I wish I had this soldier's courage.

Slobo's Legacy

Even in death Slobodan Milosevic will continue to roil the former Yugoslavia and the world. For now the debate is on the circumstances of his death and the appropriate obsequies. Those who know Milosievic as the “Butcher of the Balkans” do not want to see him buried with any state honors. Serbian Nationalists want full honors. The family claims that refusing him permission to obtain medical treatment in Moscow killed him.

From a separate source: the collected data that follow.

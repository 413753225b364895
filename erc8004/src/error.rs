//! Error type shared by every client operation.

use std::time::Duration;

use alloy::primitives::B256;
use alloy::providers::PendingTransactionError;
use alloy::transports::TransportError;

/// Convenience alias used throughout the crate.
pub type Result<T, E = Error> = std::result::Result<T, E>;

/// Errors returned by the ERC-8004 client.
#[derive(Debug, thiserror::Error)]
pub enum Error {
    /// No contract address was configured for the requested registry.
    #[error("{0} registry address is not configured")]
    MissingAddress(&'static str),

    /// A state-changing call was attempted without a sender account.
    #[error("no sender account configured for state-changing calls")]
    MissingSender,

    /// The receipt did not contain the expected event.
    #[error("{event} event not found in receipt of {tx_hash}")]
    EventNotFound {
        /// Name of the event that was expected.
        event: &'static str,
        /// Transaction whose receipt was searched.
        tx_hash: B256,
    },

    /// The transaction was broadcast but no receipt arrived within the wait policy.
    #[error("transaction {tx_hash} not confirmed within {waited:?}")]
    ConfirmationTimeout {
        /// Hash of the submitted transaction.
        tx_hash: B256,
        /// How long the client waited before giving up.
        waited: Duration,
    },

    /// The transaction was mined but reverted.
    #[error("transaction {tx_hash} reverted")]
    Reverted {
        /// Hash of the reverted transaction.
        tx_hash: B256,
    },

    /// JSON-RPC transport failure.
    #[error("rpc transport: {0}")]
    Transport(#[from] TransportError),

    /// Contract call or submission failure.
    #[error("contract call: {0}")]
    Contract(#[from] alloy::contract::Error),

    /// Failure while waiting on a pending transaction.
    #[error("pending transaction: {0}")]
    PendingTransaction(#[from] PendingTransactionError),

    /// A log matched an event signature but could not be decoded.
    #[error("event decoding: {0}")]
    Decode(#[from] alloy::sol_types::Error),
}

Milosievic’s wife, son and brother live in exile in Russia. The wife and son are wanted to answer charges in Serbia. They won’t be returning for a funeral anytime soon. Their home in exile is not surprising. Russia has been Serbia’s big power patron. Russia went to war for its Slavic brethren in World War I; harboring a few Serbs is no big deal. Although the world is demanding that Serbia surrender Mlatko Radijc, I’ve heard little of the same for the Milosevics in Russia.

Although Milosievic’s death precludes an individual verdict, his trial and others’ have documented much of the butchery in the wars that he launched on behalf of Serbian nationalism. The death and destruction of a modern nation shocked the world. There are still plenty of Serbian nationalist leaders who should answer for their actions during those wars. Milosevic’s passing does not end the proceedings.

Even without a final verdict from the court, Milosievic will forever be ranked as a man who brought death and destruction to his country. He was no Hitler or Stalin, Milosevic’s toll pales in comparison but it was substantial, something to be reckoned with. Bosnia, which suffered so much at the hands of Milosevic and his generals, is now suing Serbia in international court. The story is by no means over.